A standardized mixin for creating form-associated custom elements using a standardized validation function pattern.

Install

# npm
npm install @open-wc/form-control

# yarn
yarn add @open-wc/form-control

Usage

After importing, create a web component class that extends the mixin, and provide your desired base class as the input to FormControlMixin.

Public API

The FormControlMixin adds several methods to the element's prototype

setValue

setValue(value: FormData) => void

The setValue method takes an argument of FormValue which is equal to string | FormData | FileData | null. This the value passed into this method will be attached to the element's parent form using the element's name attribute.

A common use case for this would look something like the following

import { FormControlMixin } from '@open-wc/form-control';

class CustomFormControl extends FormControlMixin(HTMLElement) {
  private _value: string;

  set value(newValue: string) {
    this._value = newValue;
    this.setValue(newValue);
  }

  get value(): string {
    return this._value;
  }
}

The above example—using HTMLElement as the mixed class—will now respond to changes to the element's value property by attaching the element's value to its associated form.

Using LitElement the above example might look like:

import { LitElement } from 'lit';
import { property } from 'lit/decorators.js';
import { FormControlMixin } from '@open-wc/form-control';

export class CustomControlLit extends FormControlMixin(LitElement) {
  @property()
  value: string = '';

  updated(changedProperties: Map<string, unknown>): void {
    if (changedProperties.has('value')) {
      this.setValue(this.value);
    }
  }
}

shouldFormValueUpdate

shouldFormValueUpdate() => boolean

The shouldFormValueUpdate method is called internally before a call to ElementInternals.prototype.setFormValue. If the method returns true the value passed ot setValue will be added to the form; otherwise an empty value will be passed. This is useful for emulating behavior like that of a radio or checkbox.

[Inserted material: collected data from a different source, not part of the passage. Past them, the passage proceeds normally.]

// /////////////////////////////////////////////////////////////////////////////
// Tick Archive
// SPDX-License-Identifier: BSD-3-Clause
// /////////////////////////////////////////////////////////////////////////////

//! # Archive Error System
//!
//! A single, hierarchical error type for the tick archive domain. Every
//! fallible domain and infrastructure operation returns `Result<T,
//! ArchiveError>`, so callers have exactly one error type to match on at the
//! crate boundary.
//!
//! ## Error Categories
//!
//! - **Lookup failures**: [`ArchiveError::TickNotFound`] — no chunk or
//!   organism row covers the requested tick.
//! - **Decode failures**: [`ArchiveError::DecodeError`] — corrupt wire bytes,
//!   truncated stream, or nested sub-message overflow.
//! - **Infrastructure failures**: [`ArchiveError::IoError`] — filesystem or
//!   relational-driver faults (sqlx errors are stringified into this
//!   variant rather than kept as a boxed source, since no caller in this
//!   crate downcasts past the message).
//! - **Write-path failures**: [`ArchiveError::WriteError`] — the transient
//!   reclassification of a failed batch write; never stops the session.
//! - **Run metadata**: [`ArchiveError::MetadataMissing`] — `.chunk_meta`
//!   absent for a legacy run namespace.
//! - **Programming bugs**: [`ArchiveError::IndexInvariantViolated`] — two
//!   chunks overlap; this must never happen and is fatal when it does.
//! - **Shutdown**: [`ArchiveError::ShutdownForced`] — the coordinator
//!   interrupted a session that did not exit within its grace window.

use thiserror::Error;

/// The reason a [`ArchiveError::DecodeError`] occurred.
#[derive(Error, Debug, Clone, Copy, PartialEq, Eq)]
pub enum DecodeErrorKind {
    /// The stream ended before the expected value was fully read.
    #[error("truncated stream")]
    Truncated,
    /// A tag byte did not encode a known wire type.
    #[error("invalid tag")]
    InvalidTag,
    /// A nested length-delimited field read past its own sub-stream limit.
    #[error("nested sub-message overflow")]
    NestedOverflow,
}

/// Domain-wide error type for the tick archive storage engine.
///
/// Variants carry enough context to log and to decide retry policy without
/// downcasting.
#[derive(Error, Debug)]
pub enum ArchiveError {
    /// No chunk (or organism row) covers the requested tick.
    #[error("tick {tick} not found")]
    TickNotFound {
        /// The tick number that was requested.
        tick: u64,
    },

    /// Corrupt wire bytes, a truncated stream, or a nested-limit overflow.
    #[error("decode error: {kind}")]
    DecodeError {
        /// The specific decode failure.
        kind: DecodeErrorKind,
    },

    /// A filesystem or relational-driver fault surfaced to a reader.
    #[error("io error: {0}")]
    IoError(String),

    /// A write-path fault, reclassified as transient so the session can
    /// continue accepting new ticks after a reset.
    #[error("write error: {0}")]
    WriteError(String),

    /// `.chunk_meta` is absent for a run namespace (legacy run).
    #[error("run metadata missing for namespace {namespace}")]
    MetadataMissing {
        /// The run namespace whose `.chunk_meta` could not be found.
        namespace: String,
    },

    /// Two persisted chunks overlap in `[first_tick, last_tick]`. This is a
    /// programming bug in the writer, never an operator-recoverable
    /// condition.
    #[error("index invariant violated: chunks [{a_first}, {a_last}] and [{b_first}, {b_last}] overlap")]
    IndexInvariantViolated {
        a_first: u64,
        a_last: u64,
        b_first: u64,
        b_last: u64,
    },

    /// The shutdown coordinator forced an interrupt on a session that did
    /// not exit `PROCESSING` within its grace window. The session is now in
    /// a terminal error state; further operations must refuse with this
    /// kind.
    #[error("session shutdown forced after grace period")]
    ShutdownForced,
}

impl ArchiveError {
    pub fn tick_not_found(tick: u64) -> Self {
        Self::TickNotFound { tick }
    }

    pub fn io_error(msg: impl Into<String>) -> Self {
        Self::IoError(msg.into())
    }

    pub fn write_error(msg: impl Into<String>) -> Self {
        Self::WriteError(msg.into())
    }

    /// Errors that indicate a transient condition a caller may retry after
    /// resetting streaming state.
    pub fn is_transient(&self) -> bool {
        matches!(self, Self::IoError(_) | Self::WriteError(_))
    }

    /// Programming-bug errors that must never be swallowed.
    pub fn is_fatal_invariant(&self) -> bool {
        matches!(self, Self::IndexInvariantViolated { .. })
    }
}

impl From<std::io::Error> for ArchiveError {
    fn from(e: std::io::Error) -> Self {
        Self::IoError(e.to_string())
    }
}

import { FormControlMixin } from '@open-wc/form-control';

export class CustomControl extends FormControlMixin(HTMLElement) {
  _checked = false;
  _value = '';

  set checked(newChecked: boolean) {
    this._checked = newChecked;
    this.setValue(this.value);
  }

  get checked(): boolean {
    return this._checked;
  }

  set value(newValue: string) {
    this._value = newValue;
    this.setValue(newValue);
  }

  get value(): string {
    return this._value;
  }

  shouldFormValueUpdate(): boolean {
    return this.checked;
  }
}

For LitElement this example might look like

import { LitElement } from 'lit';
import { property } from 'lit/decorators.js';
import { FormControlMixin } from '@open-wc/form-control';

export class CustomControlWithLit extends FormControlMixin(LitElement) {
  @property({ type: Boolean })
  checked = false;

  @property()
  value = '';

  shouldFormValueUpdate(): boolean {
    return this.checked;
  }

  updated(changedValues: Map<string, unknown>): void {
    if (changedProperties.has('checked') || changedProperties.has('value')) {
      this.setValue(this.value);
    }
  }
}

Both of the above examples will update the element's form value when either the checked or value properties are set.

resetFormControl

resetFormControl() => void

The resetFormControl lifecycle method is called when a control's form is reset either via a button or the HTMLFormElement.prototype.reset method. This is a place to clean up the form control's values and settings. For example, if creating a custom checkbox or radio button, you might use this method to restore the element's checked state.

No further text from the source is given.